The recent Federal Reserve meeting and its policy decisions can have various implications for the Indian debt, equity, and forex markets.

 

1. Indian Debt Market

Interest Rates Impact: The Fed's decision to hold rates unchanged but signal the possibility of rate cuts in the future may prompt a shift in global interest rate expectations. If the Fed cuts rates as projected, U.S. bond yields might fall, which could make Indian bonds relatively more attractive to foreign investors seeking higher returns. This may result in capital inflows into the Indian debt market, potentially lowering yields in India as demand increases for government bonds.

Inflation Expectations: The Fed's inflation forecast increase (from 2.5% to 2.7%) could influence global inflationary pressures, and this might impact India’s inflation outlook. If inflation expectations rise globally, the Reserve Bank of India (RBI) could face pressure to adjust its own policy stance, especially considering domestic inflation dynamics. This could create volatility in the Indian debt market, as bond yields are sensitive to inflationary trends and central bank policies.

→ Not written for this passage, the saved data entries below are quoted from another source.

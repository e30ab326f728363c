use std::path::PathBuf;

use anyhow::{Context, Result};
use clap::Parser;
use rand::rngs::StdRng;
use rand::seq::SliceRandom;
use rand::{Rng, SeedableRng};
use serde::Serialize;

use trade_dashboard::config::DEFAULT_DATA_PATH;
use trade_dashboard::data::model::{ImportExport, PaymentTerms, ShippingMethod};

/// Write a synthetic imports/exports dataset with the full source column set.
#[derive(Debug, Parser)]
#[command(name = "generate_sample")]
struct Args {
    /// Number of transactions to generate.
    #[arg(long, default_value_t = 15_000)]
    rows: usize,

    #[arg(long, default_value_t = 42)]
    seed: u64,

    #[arg(long, default_value = DEFAULT_DATA_PATH)]
    output: PathBuf,
}

#[derive(Serialize)]
struct SourceRow<'a> {
    #[serde(rename = "Transaction_ID")]
    transaction_id: String,
    #[serde(rename = "Country")]
    country: &'a str,
    #[serde(rename = "Product")]
    product: &'a str,
    #[serde(rename = "Import_Export")]
    import_export: ImportExport,
    #[serde(rename = "Quantity")]
    quantity: u32,
    #[serde(rename = "Value")]
    value: f64,
    #[serde(rename = "Date")]
    date: String,
    #[serde(rename = "Category")]
    category: &'a str,
    #[serde(rename = "Port")]
    port: &'a str,
    #[serde(rename = "Customs_Code")]
    customs_code: u32,
    #[serde(rename = "Weight")]
    weight: f64,
    #[serde(rename = "Shipping_Method")]
    shipping_method: ShippingMethod,
    #[serde(rename = "Supplier")]
    supplier: &'a str,
    #[serde(rename = "Customer")]
    customer: &'a str,
    #[serde(rename = "Invoice_Number")]
    invoice_number: u64,
    #[serde(rename = "Payment_Terms")]
    payment_terms: PaymentTerms,
}

const COUNTRIES: [&str; 12] = [
    "USA", "India", "China", "Germany", "Brazil", "Japan", "Kenya", "France", "Mexico", "Peru",
    "Vietnam", "Canada",
];
const PRODUCTS: [&str; 10] = [
    "lamp", "chair", "engine", "shirt", "robot", "drill", "jacket", "tablet", "sofa", "puzzle",
];
const CATEGORIES: [&str; 5] = ["Clothing", "Electronics", "Furniture", "Machinery", "Toys"];
const PORTS: [&str; 8] = [
    "North Harbor", "East Dock", "Port Royal", "West Bay", "South Pier", "Lake Gate", "New Haven",
    "Cape Point",
];
const SUPPLIERS: [&str; 6] = [
    "Acme Ltd", "Globex", "Initech", "Umbrella Co", "Stark Trading", "Wayne Supply",
];
const CUSTOMERS: [&str; 8] = [
    "Alice Moreau", "Ben Okafor", "Chen Wei", "Dana Ruiz", "Eli Novak", "Fatima Khan", "Gus Berg",
    "Hana Sato",
];

fn pick<'a, R: Rng>(rng: &mut R, items: &[&'a str]) -> &'a str {
    items.choose(rng).copied().unwrap_or("")
}

fn main() -> Result<()> {
    let args = Args::parse();
    let mut rng = StdRng::seed_from_u64(args.seed);

    let mut writer = csv::Writer::from_path(&args.output)
        .with_context(|| format!("creating {}", args.output.display()))?;

    for i in 0..args.rows {
        let row = SourceRow {
            transaction_id: format!("TX-{i:06}"),
            country: pick(&mut rng, &COUNTRIES),
            product: pick(&mut rng, &PRODUCTS),
            import_export: ImportExport::ALL[rng.gen_range(0..ImportExport::ALL.len())],
            quantity: rng.gen_range(1..=10_000),
            value: (rng.gen_range(100.0..10_000.0_f64) * 100.0).round() / 100.0,
            date: format!(
                "{:02}-{:02}-{}",
                rng.gen_range(1..=28),
                rng.gen_range(1..=12),
                rng.gen_range(2019..=2024)
            ),
            category: pick(&mut rng, &CATEGORIES),
            port: pick(&mut rng, &PORTS),
            customs_code: rng.gen_range(100_000..1_000_000),
            weight: (rng.gen_range(1.0..5_000.0_f64) * 100.0).round() / 100.0,
            shipping_method: ShippingMethod::ALL[rng.gen_range(0..ShippingMethod::ALL.len())],
            supplier: pick(&mut rng, &SUPPLIERS),
            customer: pick(&mut rng, &CUSTOMERS),
            invoice_number: rng.gen_range(10_000_000..100_000_000),
            payment_terms: PaymentTerms::ALL[rng.gen_range(0..PaymentTerms::ALL.len())],
        };
        writer.serialize(row).context("writing row")?;
    }
    writer.flush().context("flushing output")?;

    println!("Wrote {} transactions to {}", args.rows, args.output.display());
    Ok(())
}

Global Liquidity: With the possibility of Fed rate cuts, liquidity conditions globally could ease, potentially benefiting emerging markets like India. Lower U.S. rates may lead to increased foreign investment in Indian debt markets as investors seek higher yields.

 

2. Indian Equity Market

Sentiment and Foreign Investment: The Fed’s decision to signal potential rate cuts and the global economic uncertainty might lead to an increase in risk appetite among global investors, which could be positive for emerging markets like India. A dovish Fed stance might lead to a boost in foreign investment flows into Indian equities.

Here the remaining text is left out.